● **Collected data entries**:

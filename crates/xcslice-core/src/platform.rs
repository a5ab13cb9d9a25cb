//! Platform, platform variant, and architecture identification.

use serde::{Deserialize, Serialize};
use std::fmt;

/// Apple platforms a slice can target.
#[derive(Debug, Clone, Copy, PartialEq, Eq, Hash, PartialOrd, Ord, Serialize, Deserialize)]
pub enum Platform {
    /// iOS and iPadOS.
    #[serde(rename = "ios")]
    IOS,
    /// macOS.
    #[serde(rename = "macos")]
    MacOS,
    /// tvOS.
    #[serde(rename = "tvos")]
    TvOS,
    /// watchOS.
    #[serde(rename = "watchos")]
    WatchOS,
    /// visionOS (declared as `xros` in manifests).
    #[serde(rename = "xros")]
    VisionOS,
}

impl Platform {
    /// Get the manifest string for this platform (e.g., "ios").
    ///
    /// This is also the prefix slice identifiers use for the platform,
    /// so `"macos-arm64_x86_64"` belongs to [`Platform::MacOS`].
    #[must_use]
    pub fn as_str(&self) -> &'static str {
        match self {
            Self::IOS => "ios",
            Self::MacOS => "macos",
            Self::TvOS => "tvos",
            Self::WatchOS => "watchos",
            Self::VisionOS => "xros",
        }
    }

    /// Parse a platform from its manifest string.
    ///
    /// Accepts the human-readable aliases `"visionos"` and `"osx"` as well.
    #[must_use]
    pub fn parse(s: &str) -> Option<Self> {
        match s.to_ascii_lowercase().as_str() {
            "ios" => Some(Self::IOS),
            "macos" | "osx" => Some(Self::MacOS),
            "tvos" => Some(Self::TvOS),
            "watchos" => Some(Self::WatchOS),
            "xros" | "visionos" => Some(Self::VisionOS),
            _ => None,
        }
    }

    /// Check whether a slice identifier belongs to this platform.
    ///
    /// The identifier's first `-`-separated component must equal the
    /// platform string exactly, so `"ios"` does not match `"iosmac-..."`.
    #[must_use]
    pub fn matches_identifier(&self, identifier: &str) -> bool {
        identifier
            .split('-')
            .next()
            .is_some_and(|head| head == self.as_str())
    }

    /// Get all supported platforms.
    #[must_use]
    pub fn all() -> &'static [Platform] {
        &[
            Self::IOS,
            Self::MacOS,
            Self::TvOS,
            Self::WatchOS,
            Self::VisionOS,
        ]
    }
}

impl fmt::Display for Platform {
    fn fmt(&self, f: &mut fmt::Formatter<'_>) -> fmt::Result {
        write!(f, "{}", self.as_str())
    }
}

/// Platform variant declared alongside the platform.
///
/// Device slices carry no variant.
#[derive(Debug, Clone, Copy, PartialEq, Eq, Hash, Serialize, Deserialize)]
#[serde(rename_all = "lowercase")]
pub enum PlatformVariant {
    Simulator,
    MacCatalyst,
}

impl PlatformVariant {
    #[must_use]
    pub fn as_str(&self) -> &'static str {
        match self {
            Self::Simulator => "simulator",
            Self::MacCatalyst => "maccatalyst",
        }
    }

    #[must_use]
    pub fn parse(s: &str) -> Option<Self> {
        match s.to_ascii_lowercase().as_str() {
            "simulator" => Some(Self::Simulator),
            "maccatalyst" => Some(Self::MacCatalyst),
            _ => None,
        }
    }
}

impl fmt::Display for PlatformVariant {
    fn fmt(&self, f: &mut fmt::Formatter<'_>) -> fmt::Result {
        write!(f, "{}", self.as_str())
    }
}

/// CPU architecture tokens found in `SupportedArchitectures`.
#[derive(Debug, Clone, Copy, PartialEq, Eq, Hash, PartialOrd, Ord, Serialize, Deserialize)]
pub enum Architecture {
    #[serde(rename = "arm64")]
    Arm64,
    #[serde(rename = "arm64e")]
    Arm64e,
    #[serde(rename = "arm64_32")]
    Arm64_32,
    #[serde(rename = "armv7")]
    Armv7,
    #[serde(rename = "armv7s")]
    Armv7s,
    #[serde(rename = "armv7k")]
    Armv7k,
    #[serde(rename = "x86_64")]
    X86_64,
    #[serde(rename = "i386")]
    I386,
}

impl Architecture {
    /// Get the architecture token (e.g., "x86_64").
    #[must_use]
    pub fn as_str(&self) -> &'static str {
        match self {
            Self::Arm64 => "arm64",
            Self::Arm64e => "arm64e",
            Self::Arm64_32 => "arm64_32",
            Self::Armv7 => "armv7",
            Self::Armv7s => "armv7s",
            Self::Armv7k => "armv7k",
            Self::X86_64 => "x86_64",
            Self::I386 => "i386",
        }
    }

    /// Parse an architecture token. Tokens are case sensitive.
    #[must_use]
    pub fn parse(s: &str) -> Option<Self> {
        match s {
            "arm64" => Some(Self::Arm64),
            "arm64e" => Some(Self::Arm64e),
            "arm64_32" => Some(Self::Arm64_32),
            "armv7" => Some(Self::Armv7),
            "armv7s" => Some(Self::Armv7s),
            "armv7k" => Some(Self::Armv7k),
            "x86_64" => Some(Self::X86_64),
            "i386" => Some(Self::I386),
            _ => None,
        }
    }
}

impl fmt::Display for Architecture {
    fn fmt(&self, f: &mut fmt::Formatter<'_>) -> fmt::Result {
        write!(f, "{}", self.as_str())
    }
}
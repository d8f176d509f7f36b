//! Terminal rendering of the login flow.
//!
//! [`TerminalUi`] is the `LoginCallbacks` implementation driven by the UI
//! queue on the main thread. It owns the status line, the alert boxes, and
//! the hand-off to the platform view once a name is accepted.

use std::io::{self, IsTerminal, Write};
use std::sync::{Mutex, MutexGuard, PoisonError};
use std::time::Duration;

use indicatif::{ProgressBar, ProgressDrawTarget, ProgressStyle};
use owo_colors::OwoColorize;
use tracing::debug;

use lobby_core::{ConnectionStatus, LoginCallbacks, LoginSession};

pub const ATTEMPTING: &str = "Attempting to connect";

/// `Status: <text>...` while something is under way, `Status: <text>.` once
/// it has settled.
pub fn status_line(text: &str, active: bool) -> String {
    format!("Status: {text}{}", if active { "..." } else { "." })
}

/// What the terminal front-end is allowed to draw.
#[derive(Debug, Clone, Copy)]
pub struct UiStyle {
    /// Status lines and the platform view on stdout.
    pub show_status: bool,
    /// Alert boxes on stderr. Off for one-shot logins, where the error
    /// report carries the same text.
    pub alerts: bool,
    pub color: bool,
}

pub struct TerminalUi {
    session: LoginSession,
    style: UiStyle,
    spinner: Mutex<Option<ProgressBar>>,
    outcome: Mutex<Option<ConnectionStatus>>,
}

impl TerminalUi {
    pub fn new(session: LoginSession, style: UiStyle) -> Self {
        Self {
            session,
            style,
            spinner: Mutex::new(None),
            outcome: Mutex::new(None),
        }
    }

    /// Outcome delivered by the last callback, if not yet collected.
    pub fn take_outcome(&self) -> Option<ConnectionStatus> {
        lock(&self.outcome).take()
    }

    fn settle(&self, status: ConnectionStatus) {
        *lock(&self.outcome) = Some(status);
        if let Some(spinner) = lock(&self.spinner).take() {
            spinner.finish_and_clear();
        }
        self.set_status(status.description(), false);
    }

    fn set_status(&self, text: &str, active: bool) {
        if !self.style.show_status {
            return;
        }
        let line = status_line(text, active);

        if active && io::stdout().is_terminal() {
            let spinner = ProgressBar::with_draw_target(None, ProgressDrawTarget::stdout());
            spinner.set_style(
                ProgressStyle::with_template("{spinner} {msg}")
                    .unwrap_or_else(|_| ProgressStyle::default_spinner()),
            );
            spinner.set_message(line);
            spinner.enable_steady_tick(Duration::from_millis(100));
            *lock(&self.spinner) = Some(spinner);
            return;
        }

        println!("{line}");
    }

    fn alert(&self, title: &str, header: Option<&str>, content: &str) {
        if !self.style.alerts {
            return;
        }
        let mut stderr = io::stderr().lock();
        let heading = match header {
            Some(header) => format!("{title}: {header}"),
            None => title.to_owned(),
        };
        if self.style.color {
            let _ = writeln!(stderr, "{} {}", "✗".red(), heading.red().bold());
        } else {
            let _ = writeln!(stderr, "✗ {heading}");
        }
        let _ = writeln!(stderr, "  {content}");
    }

    /// The post-login view.
    fn show_platform(&self, name: &str) {
        if !self.style.show_status {
            return;
        }
        let username = self.session.username().unwrap_or_default();
        println!();
        if self.style.color {
            println!("Welcome to the game platform, {}!", name.green().bold());
        } else {
            println!("Welcome to the game platform, {name}!");
        }
        println!("Logged in as {username}");
    }
}

impl LoginCallbacks for TerminalUi {
    fn on_connection_attempt_started(&self) {
        *lock(&self.outcome) = None;
        self.set_status(ATTEMPTING, true);
    }

    fn on_success(&self, username: &str) {
        self.session.set_username(username);
        self.settle(ConnectionStatus::Success);
        debug!(username, "switching to platform view");
        self.show_platform(username);
    }

    fn on_invalid_name(&self) {
        self.settle(ConnectionStatus::InvalidName);
        self.alert(
            "Connection error",
            Some("Invalid Name"),
            "You have entered an invalid name, please try again.",
        );
    }

    fn on_connection_error(&self) {
        self.settle(ConnectionStatus::NotConnected);
        self.alert(
            "Connection Error",
            None,
            "Could not connect to server! Try again...",
        );
    }
}

fn lock<T>(mutex: &Mutex<T>) -> MutexGuard<'_, T> {
    mutex.lock().unwrap_or_else(PoisonError::into_inner)
}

● **Instructions for the task**: The lines to return are those in the entries above that include "println".

● **Solution for this problem**:
        println!("{line}");
        println!();
            println!("Welcome to the game platform, {}!", name.green().bold());
            println!("Welcome to the game platform, {name}!");
        println!("Logged in as {username}");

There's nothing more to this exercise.